--- START ---

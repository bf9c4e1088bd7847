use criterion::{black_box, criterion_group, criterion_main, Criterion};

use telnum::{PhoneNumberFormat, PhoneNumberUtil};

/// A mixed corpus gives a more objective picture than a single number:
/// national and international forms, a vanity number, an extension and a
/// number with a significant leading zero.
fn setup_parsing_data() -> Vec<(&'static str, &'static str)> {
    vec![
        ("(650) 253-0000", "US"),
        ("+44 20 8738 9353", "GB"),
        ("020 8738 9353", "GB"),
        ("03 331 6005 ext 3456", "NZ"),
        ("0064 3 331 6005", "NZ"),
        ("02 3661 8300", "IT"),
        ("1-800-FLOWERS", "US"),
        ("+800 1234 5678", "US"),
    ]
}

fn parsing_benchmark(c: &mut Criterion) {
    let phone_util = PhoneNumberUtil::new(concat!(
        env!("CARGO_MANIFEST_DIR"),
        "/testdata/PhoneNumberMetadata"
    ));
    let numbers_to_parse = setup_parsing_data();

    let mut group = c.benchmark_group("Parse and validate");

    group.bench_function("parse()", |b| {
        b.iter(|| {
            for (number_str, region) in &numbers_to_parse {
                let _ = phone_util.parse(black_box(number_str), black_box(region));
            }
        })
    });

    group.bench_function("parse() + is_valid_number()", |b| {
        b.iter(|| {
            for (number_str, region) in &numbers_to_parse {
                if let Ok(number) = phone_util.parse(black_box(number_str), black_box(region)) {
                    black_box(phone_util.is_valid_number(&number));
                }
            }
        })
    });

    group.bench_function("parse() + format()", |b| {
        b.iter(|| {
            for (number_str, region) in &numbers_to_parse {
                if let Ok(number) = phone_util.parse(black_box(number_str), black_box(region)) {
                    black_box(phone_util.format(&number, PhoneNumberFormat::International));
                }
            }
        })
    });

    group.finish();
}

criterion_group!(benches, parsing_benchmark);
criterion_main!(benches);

--- END ---
--- START ---

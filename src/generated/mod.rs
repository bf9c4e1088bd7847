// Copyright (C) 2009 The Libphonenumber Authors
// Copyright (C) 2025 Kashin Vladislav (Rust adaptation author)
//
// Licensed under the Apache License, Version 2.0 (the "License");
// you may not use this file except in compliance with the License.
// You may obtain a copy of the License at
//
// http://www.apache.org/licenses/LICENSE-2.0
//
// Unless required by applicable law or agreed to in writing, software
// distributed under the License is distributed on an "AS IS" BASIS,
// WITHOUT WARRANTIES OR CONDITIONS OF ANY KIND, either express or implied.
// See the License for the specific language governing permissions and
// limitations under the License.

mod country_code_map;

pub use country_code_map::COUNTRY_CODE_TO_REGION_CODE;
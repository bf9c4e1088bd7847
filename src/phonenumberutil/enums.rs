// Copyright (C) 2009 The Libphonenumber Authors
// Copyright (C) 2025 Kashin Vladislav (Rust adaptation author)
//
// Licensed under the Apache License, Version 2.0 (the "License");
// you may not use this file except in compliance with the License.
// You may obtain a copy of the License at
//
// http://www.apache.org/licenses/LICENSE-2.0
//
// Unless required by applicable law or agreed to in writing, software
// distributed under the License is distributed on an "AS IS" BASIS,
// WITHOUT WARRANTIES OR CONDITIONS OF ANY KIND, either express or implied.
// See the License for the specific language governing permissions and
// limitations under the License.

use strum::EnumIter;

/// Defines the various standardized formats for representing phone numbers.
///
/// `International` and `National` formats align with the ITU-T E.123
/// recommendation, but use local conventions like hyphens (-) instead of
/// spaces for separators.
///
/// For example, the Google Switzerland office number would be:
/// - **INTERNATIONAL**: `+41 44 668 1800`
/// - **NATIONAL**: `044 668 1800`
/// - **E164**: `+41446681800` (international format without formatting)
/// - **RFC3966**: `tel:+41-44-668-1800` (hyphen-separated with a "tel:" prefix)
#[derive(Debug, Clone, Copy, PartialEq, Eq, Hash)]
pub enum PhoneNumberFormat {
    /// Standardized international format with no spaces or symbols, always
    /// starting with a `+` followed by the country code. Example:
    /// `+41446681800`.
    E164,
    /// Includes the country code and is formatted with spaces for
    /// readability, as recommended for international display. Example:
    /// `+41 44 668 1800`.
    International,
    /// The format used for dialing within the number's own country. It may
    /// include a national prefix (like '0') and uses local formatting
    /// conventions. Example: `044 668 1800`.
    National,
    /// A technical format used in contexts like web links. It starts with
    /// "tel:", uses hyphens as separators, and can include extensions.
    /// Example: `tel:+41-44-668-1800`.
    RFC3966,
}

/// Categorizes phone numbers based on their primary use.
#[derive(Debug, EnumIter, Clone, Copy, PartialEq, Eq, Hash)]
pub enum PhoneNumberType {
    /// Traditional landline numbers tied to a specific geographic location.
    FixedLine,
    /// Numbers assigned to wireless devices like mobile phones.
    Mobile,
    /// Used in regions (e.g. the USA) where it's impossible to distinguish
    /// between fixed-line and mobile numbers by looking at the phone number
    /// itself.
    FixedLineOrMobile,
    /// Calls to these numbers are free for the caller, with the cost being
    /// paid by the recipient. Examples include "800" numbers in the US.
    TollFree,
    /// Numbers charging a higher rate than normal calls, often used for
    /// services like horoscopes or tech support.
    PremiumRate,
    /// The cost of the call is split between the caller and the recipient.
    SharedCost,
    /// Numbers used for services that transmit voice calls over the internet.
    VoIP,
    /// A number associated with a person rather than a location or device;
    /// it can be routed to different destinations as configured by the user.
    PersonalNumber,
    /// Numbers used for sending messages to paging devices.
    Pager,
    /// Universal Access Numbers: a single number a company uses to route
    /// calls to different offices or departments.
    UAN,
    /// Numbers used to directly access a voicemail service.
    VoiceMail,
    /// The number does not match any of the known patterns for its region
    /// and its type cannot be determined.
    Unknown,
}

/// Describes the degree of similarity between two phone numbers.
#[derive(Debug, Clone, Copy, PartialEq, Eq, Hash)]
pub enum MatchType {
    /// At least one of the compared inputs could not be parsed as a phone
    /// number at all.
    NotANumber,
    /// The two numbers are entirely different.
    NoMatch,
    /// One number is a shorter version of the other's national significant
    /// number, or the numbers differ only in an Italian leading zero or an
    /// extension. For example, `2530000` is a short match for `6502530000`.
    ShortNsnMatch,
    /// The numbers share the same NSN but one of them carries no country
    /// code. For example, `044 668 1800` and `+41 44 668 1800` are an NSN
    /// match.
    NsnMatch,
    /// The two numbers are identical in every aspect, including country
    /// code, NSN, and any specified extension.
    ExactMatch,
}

--- END ---

WORK REQUIRED ->
Using the entries above, return each line in which the word "services" occurs.

FINISHED EXERCISE ->
    /// services like horoscopes or tech support.
    /// Numbers used for services that transmit voice calls over the internet.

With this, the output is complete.